Fairs
United Kingdom
Never mind the politics
Is it artists or art fairs that are shying away from overtly confrontational work?
By Charlotte Burns and Gareth Harris. From Frieze daily edition
Published online: 15 October 2011
Paul Kasmin Gallery (G2) is showing William Copley’s “My Motherland Can Fuck Your Fatherland”, 1975
london. As Spain’s credit rating is downgraded, President Obama squares up to Iran and rebel fighters in Libya close in on pro-Gaddafi troops in the city of Sirte, Frieze appears to exist on an altogether more serene plane. After a decade of the “war on terror”, there are very few works in the fair that reflect overtly our turbulent times. But opinion is divided on whether this leafy cocoon in Regent’s Park is detached from world events because of the demands of business—politically challenging work is typically harder to sell—or because artists, in the West at least, are not engaging with current affairs.
The handful of dealers who are showing works directly related to contemporary issues and events stand out, including Dubai’s The Third Line (H11), which is presenting works that refer to the Arab Spring. Moscow’s XL Gallery (D1) has brought “Resistance”, 1991-2011, a series of eight photographs priced €2,000 each by Igor Moukhin of protestors clashing with police in Moscow.
All of the works available from the Beirut-based Galerie Sfeir-Semler (G11) are politically charged. Rabih Mroué’s Je Veux Voir, 2011, a mixed-media installation priced at €30,000, features a video in which French film star Catherine Deneuve wanders through a semi-ruined Lebanese town that was attacked by Israeli forces in 2006. “I can’t imagine being a Lebanese gallery and not working with artists who don’t look around them and take in the world,” says Andrée Sfeir-Semler, the gallery’s director. She says that the gallery attracts “serious collectors who are not just interested in art as a decorative element”.

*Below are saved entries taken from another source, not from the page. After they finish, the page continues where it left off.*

//! Searchable, paginated list of one entity.

use std::{
    collections::{HashMap, hash_map::Entry},
    sync::Arc,
};

use domain::{
    entity::EntityDefinition,
    record::{EntityRecord, RecordId},
};
use tracing::{info, warn};

use super::{
    busy::BusyTracker,
    deletion::{Confirmation, DeletionOutcome, DeletionTrigger},
    entity_client::EntityClient,
    lookup::LookupTable,
    notification::{Notification, Notifier},
};

pub const DEFAULT_PAGE_SIZE: usize = 10;

#[derive(Debug, Clone, Copy, PartialEq, Eq)]
pub struct Pagination {
    /// Zero-based.
    pub page: usize,
    pub page_size: usize,
}

impl Default for Pagination {
    fn default() -> Self {
        Self {
            page: 0,
            page_size: DEFAULT_PAGE_SIZE,
        }
    }
}

/// A row as handed to the grid, keyed for reconciliation.
#[derive(Debug, Clone, Copy, PartialEq)]
pub struct GridRow<'a> {
    pub key: &'a str,
    pub record: &'a EntityRecord,
}

pub struct ListScreen {
    client: EntityClient,
    notifier: Arc<dyn Notifier>,
    busy: BusyTracker,
    deletion: DeletionTrigger,
    rows: Vec<EntityRecord>,
    keys: Vec<String>,
    search: String,
    /// Indices into `rows` matching `search`; recomputed only when either changes.
    filtered: Vec<usize>,
    pagination: Pagination,
    lookups: HashMap<&'static str, LookupTable>,
}

impl ListScreen {
    pub fn new(client: EntityClient, notifier: Arc<dyn Notifier>, busy: BusyTracker) -> Self {
        let deletion = DeletionTrigger::new(client.clone(), notifier.clone(), busy.clone());
        Self {
            client,
            notifier,
            busy,
            deletion,
            rows: Vec::new(),
            keys: Vec::new(),
            search: String::new(),
            filtered: Vec::new(),
            pagination: Pagination::default(),
            lookups: HashMap::new(),
        }
    }

    pub fn definition(&self) -> &'static EntityDefinition {
        self.client.definition()
    }

    /// Read the collection. On failure the previous rows stay and an error
    /// notification is emitted; returns whether the read succeeded.
    pub async fn load(&mut self) -> bool {
        let definition = self.definition();
        match self.busy.track(self.client.list()).await {
            Ok(rows) => {
                info!(entity = %definition.kind, count = rows.len(), "Loaded list");
                self.replace_rows(rows);
                true
            }
            Err(e) => {
                warn!(entity = %definition.kind, error = %e, "List query failed");
                self.notifier.notify(
                    Notification::error(format!("Failed to load {}", definition.plural_label))
                        .with_description(e.user_message()),
                );
                false
            }
        }
    }

    fn replace_rows(&mut self, rows: Vec<EntityRecord>) {
        self.keys = assign_keys(self.definition(), &rows);
        self.rows = rows;
        self.refilter();
    }

    pub fn rows(&self) -> &[EntityRecord] {
        &self.rows
    }

    pub fn find(&self, id: &RecordId) -> Option<&EntityRecord> {
        self.rows.iter().find(|r| r.id.as_ref() == Some(id))
    }

    pub fn search(&self) -> &str {
        &self.search
    }

    /// Change the search term. The current page is left alone.
    pub fn set_search(&mut self, term: impl Into<String>) {
        let term = term.into();
        if term != self.search {
            self.search = term;
            self.refilter();
        }
    }

    fn refilter(&mut self) {
        let needle = self.search.trim().to_lowercase();
        let search_fields = self.definition().search_fields;
        self.filtered = self
            .rows
            .iter()
            .enumerate()
            .filter(|(_, row)| {
                needle.is_empty()
                    || search_fields.iter().any(|field| {
                        row.text(field)
                            .is_some_and(|value| utils::text::contains_lowercase(&value, &needle))
                    })
            })
            .map(|(idx, _)| idx)
            .collect();
    }

    pub fn filtered_rows(&self) -> impl Iterator<Item = &EntityRecord> {
        self.filtered.iter().map(|&idx| &self.rows[idx])
    }

    pub fn filtered_len(&self) -> usize {
        self.filtered.len()
    }

    pub fn pagination(&self) -> Pagination {
        self.pagination
    }

    pub fn set_page(&mut self, page: usize) {
        self.pagination.page = page;
    }

    /// A new page size starts over at the first page.
    pub fn set_page_size(&mut self, page_size: usize) {
        self.pagination = Pagination {
            page: 0,
            page_size: page_size.max(1),
        };
    }

    pub fn page_count(&self) -> usize {
        self.filtered.len().div_ceil(self.pagination.page_size).max(1)
    }

    /// The page actually shown: the requested page, clamped to the last one.
    pub fn current_page(&self) -> usize {
        self.pagination.page.min(self.page_count() - 1)
    }

    pub fn page_rows(&self) -> Vec<GridRow<'_>> {
        let start = self.current_page() * self.pagination.page_size;
        self.filtered
            .iter()
            .skip(start)
            .take(self.pagination.page_size)
            .map(|&idx| GridRow {
                key: &self.keys[idx],
                record: &self.rows[idx],
            })
            .collect()
    }

    pub fn set_lookup(&mut self, field: &'static str, table: LookupTable) {
        self.lookups.insert(field, table);
    }

    pub fn lookup(&self, field: &str) -> Option<&LookupTable> {
        self.lookups.get(field)
    }

    /// Cell text for `field`, with foreign references shown by label when the
    /// lookup table is available.
    pub fn display_value(&self, record: &EntityRecord, field: &str) -> String {
        match (record.get(field), self.lookups.get(field)) {
            (Some(raw), Some(table)) => table.label_for(raw),
            _ => record.text(field).unwrap_or_default(),
        }
    }

    /// Confirm, delete, and re-read the list once the delete has resolved.
    pub async fn delete(&mut self, id: &RecordId, confirmation: &dyn Confirmation) -> DeletionOutcome {
        let Some(record) = self.find(id).cloned() else {
            warn!(entity = %self.definition().kind, id = %id, "Delete requested for unknown row");
            return DeletionOutcome::Failed(format!("{} {} not found", self.definition().label, id));
        };

        let outcome = self.deletion.run(&record, confirmation).await;
        if outcome == DeletionOutcome::Deleted {
            self.load().await;
        }
        outcome
    }
}

/// Grid keys: the `id`, else the natural key. Colliding fallback keys get a
/// positional suffix so distinct rows never merge.
fn assign_keys(definition: &EntityDefinition, rows: &[EntityRecord]) -> Vec<String> {
    let mut seen: HashMap<String, usize> = HashMap::new();
    rows.iter()
        .enumerate()
        .map(|(idx, row)| {
            let base = match (&row.id, row.text(definition.natural_key)) {
                (Some(id), _) => format!("id:{id}"),
                (None, Some(natural)) => format!("{}:{natural}", definition.natural_key),
                (None, None) => format!("row:{idx}"),
            };
            match seen.entry(base.clone()) {
                Entry::Vacant(slot) => {
                    slot.insert(1);
                    base
                }
                Entry::Occupied(mut slot) => {
                    warn!(
                        entity = %definition.kind,
                        key = %base,
                        "Duplicate grid key, disambiguating row"
                    );
                    let n = slot.get_mut();
                    *n += 1;
                    format!("{base}#{n}")
                }
            }
        })
        .collect()
}

#[cfg(test)]
mod tests {
    use domain::models::EntityKind;
    use serde_json::json;

    use super::*;
    use crate::services::{
        graphql::GraphQlClientError,
        test_support::{FixedConfirmation, RecordingNotifier, ScriptedTransport},
    };

    fn vendors() -> serde_json::Value {
        json!({"vendors": [
            {"id": "v1", "name": "CoolAir HVAC", "email": "sales@coolair.com", "phone": "555-0100"},
            {"id": "v2", "name": "Pumpco", "email": "info@pumpco.io", "phone": "555-0101"},
            {"id": "v3", "name": "Northwind Electric", "email": "hvac@northwind.com", "phone": null}
        ]})
    }

    fn screen(transport: &Arc<ScriptedTransport>) -> (ListScreen, Arc<RecordingNotifier>) {
        let notifier = RecordingNotifier::new();
        let screen = ListScreen::new(
            EntityClient::new(transport.clone(), EntityKind::Vendor.definition()),
            notifier.clone(),
            BusyTracker::new(),
        );
        (screen, notifier)
    }

    fn ids<'a>(rows: impl Iterator<Item = &'a EntityRecord>) -> Vec<String> {
        rows.filter_map(|r| r.id.as_ref().map(ToString::to_string)).collect()
    }

    #[tokio::test]
    async fn test_search_filters_case_insensitively_and_clears() {
        let transport = ScriptedTransport::new();
        transport.respond("Vendors", vendors());
        let (mut screen, _) = screen(&transport);
        assert!(screen.load().await);

        screen.set_search("HvAc");
        assert_eq!(ids(screen.filtered_rows()), vec!["v1", "v3"]);

        screen.set_search("pump");
        assert_eq!(ids(screen.filtered_rows()), vec!["v2"]);

        screen.set_search("");
        assert_eq!(screen.filtered_len(), 3);
        assert_eq!(transport.calls("Vendors"), 1, "filtering is local");
    }

    #[tokio::test]
    async fn test_search_keeps_page_and_view_clamps() {
        let transport = ScriptedTransport::new();
        transport.respond("Vendors", vendors());
        let (mut screen, _) = screen(&transport);
        screen.load().await;
        screen.set_page_size(1);
        screen.set_page(2);
        assert_eq!(screen.current_page(), 2);

        screen.set_search("pump");
        assert_eq!(screen.pagination().page, 2, "filtering does not reset the page");
        assert_eq!(screen.current_page(), 0);
        assert_eq!(screen.page_rows()[0].key, "id:v2");

        screen.set_search("");
        assert_eq!(screen.current_page(), 2);
    }

    #[tokio::test]
    async fn test_load_failure_keeps_rows_and_notifies() {
        let transport = ScriptedTransport::new();
        transport.respond("Vendors", vendors());
        let (mut screen, notifier) = screen(&transport);
        screen.load().await;

        transport.fail("Vendors", GraphQlClientError::Timeout);
        assert!(!screen.load().await);
        assert_eq!(screen.rows().len(), 3);
        let last = notifier.last().unwrap();
        assert_eq!(last.title, "Failed to load Vendors");
        assert_eq!(last.description.as_deref(), Some("request timed out"));
    }

    #[tokio::test]
    async fn test_cancelled_delete_leaves_state_untouched() {
        let transport = ScriptedTransport::new();
        transport.respond("Vendors", vendors());
        let (mut screen, _) = screen(&transport);
        screen.load().await;
        screen.set_search("co");
        let before_rows = screen.rows().to_vec();
        let before_filtered = ids(screen.filtered_rows());

        let outcome = screen
            .delete(&RecordId::new("v2"), &FixedConfirmation::new(false))
            .await;

        assert_eq!(outcome, DeletionOutcome::Cancelled);
        assert_eq!(transport.calls("DeleteVendor"), 0);
        assert_eq!(transport.calls("Vendors"), 1);
        assert_eq!(screen.rows(), before_rows.as_slice());
        assert_eq!(ids(screen.filtered_rows()), before_filtered);
        assert_eq!(screen.search(), "co");
    }

    #[tokio::test]
    async fn test_confirmed_delete_refetches_once() {
        let transport = ScriptedTransport::new();
        transport.respond("Vendors", vendors());
        let (mut screen, _) = screen(&transport);
        screen.load().await;

        transport.respond("DeleteVendor", json!({"deleteVendor": true}));
        transport.respond(
            "Vendors",
            json!({"vendors": [{"id": "v1", "name": "CoolAir HVAC"}]}),
        );
        let outcome = screen
            .delete(&RecordId::new("v2"), &FixedConfirmation::new(true))
            .await;

        assert_eq!(outcome, DeletionOutcome::Deleted);
        assert_eq!(transport.calls("DeleteVendor"), 1);
        assert_eq!(transport.calls("Vendors"), 2);
        assert_eq!(screen.rows().len(), 1);
    }

    #[test]
    fn test_fallback_keys_never_collide() {
        let def = EntityKind::Vendor.definition();
        let rows = vec![
            EntityRecord::default().with("name", "Acme"),
            EntityRecord::default().with("name", "Acme"),
            EntityRecord::new("a1").with("name", "Acme"),
            EntityRecord::default(),
        ];
        let keys = assign_keys(def, &rows);
        assert_eq!(keys, vec!["name:Acme", "name:Acme#2", "id:a1", "row:3"]);
    }

    #[test]
    fn test_display_value_uses_lookup_when_loaded() {
        let transport = ScriptedTransport::new();
        let (mut screen, _) = screen(&transport);
        let record = EntityRecord::new("v1").with("serviceTypeIds", json!(["s1", "s2"]));

        assert_eq!(screen.display_value(&record, "serviceTypeIds"), "s1, s2");

        screen.set_lookup(
            "serviceTypeIds",
            LookupTable::from_records(
                &[
                    EntityRecord::new("s1").with("name", "Repair"),
                    EntityRecord::new("s2").with("name", "Inspection"),
                ],
                "name",
            ),
        );
        assert_eq!(screen.display_value(&record, "serviceTypeIds"), "Repair, Inspection");
    }
}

“The fair seems surprisingly polite and disassociated from the world we live in,” says Paul Kasmin of the eponymous gallery (G2). His booth is one of the few to feature overtly political works, including the striking My Motherland Can Fuck Your Fatherland ($125,000), 1975, by William Copley, which shows an early version of the American flag and the Union Jack locked together in physical union.
This year’s Frieze features “a lot more decorative and abstract work than normal”, says Alex Logsdail, associate director of Lisson Gallery (B9). It has sold work by the Chinese artist and activist Ai Weiwei, who spent three months in prison earlier this year and continues to defy the Chinese government. Logsdail says that “in times of struggle, people like things that make them feel better”.
Some dealers may well be nervous about showing political pieces for fear that they will put off potential collectors. Matthew Slotover, co-director of Frieze, says: “You could make a case for there being a political work on every stand,” but that art fairs attract a different crowd to the “mass” audiences drawn to biennials such as Venice and Istanbul (both of which have many political works, albeit, in the case of Venice, in the national pavilions). “Galleries [at the fair] are thinking about a more sophisticated audience—they don’t have to shout,” he says.
It’s all about the context in which the art is being shown, apparently. “Most collectors prefer less political works, and the galleries in art fairs thus line up their more formal, often colourful works with that in mind. There are galleries working with art informed by politics, but in a fair such as Frieze, they tend to get engulfed by the rest,” says Adriano Pedrosa, co-curator of the Istanbul Biennial (until 13 November). However, as Pedrosa says: “One cannot distinguish simply between art fairs and biennials, as the reality is much more complex and nuanced.”
That reality relies on the artists themselves, who produce the content for fairs and biennials alike. “There is a lot less political art all round. More and more artists are choosing not to deal with political issues; they’re thinking instead about their own personal situations,” says Joseph Backstein, the Russian curator. I Am Protesting Against Myself, 2011, is a video piece by Romanian artist Ciprian Muresan and dramatist Gianina Carbunariu that features a puppet in a bin asking passers-by to join his protest against himself, and is a comment on artists’ passivity, says Mihai Pop, the director of Romania’s Galeria Plan B (H9). Pop says the work, on sale for €6,000, is about society’s failure to protest.
Politics need not be overt, and many artists are avoiding didacticism, says Sarah McCrory, the curator of Frieze Projects, who points to a video installation by this year’s Emdash prize winner, Anahita Razmi. Roof Piece Tehran, 2011, was inspired by choreographer Trisha Brown and shows how demonstrators mounted Tehran’s rooftops to oppose the re-election of Mahmoud Ahmadinejad as the president of Iran in 2009.
Polemics aside, however, a US dealer who wished to remain anonymous cut to the chase, saying: “Art is, to a degree, unreal. It’s a fantasy land.” And, he says, given the volatility of the global economy, “people need to park their cash somewhere.”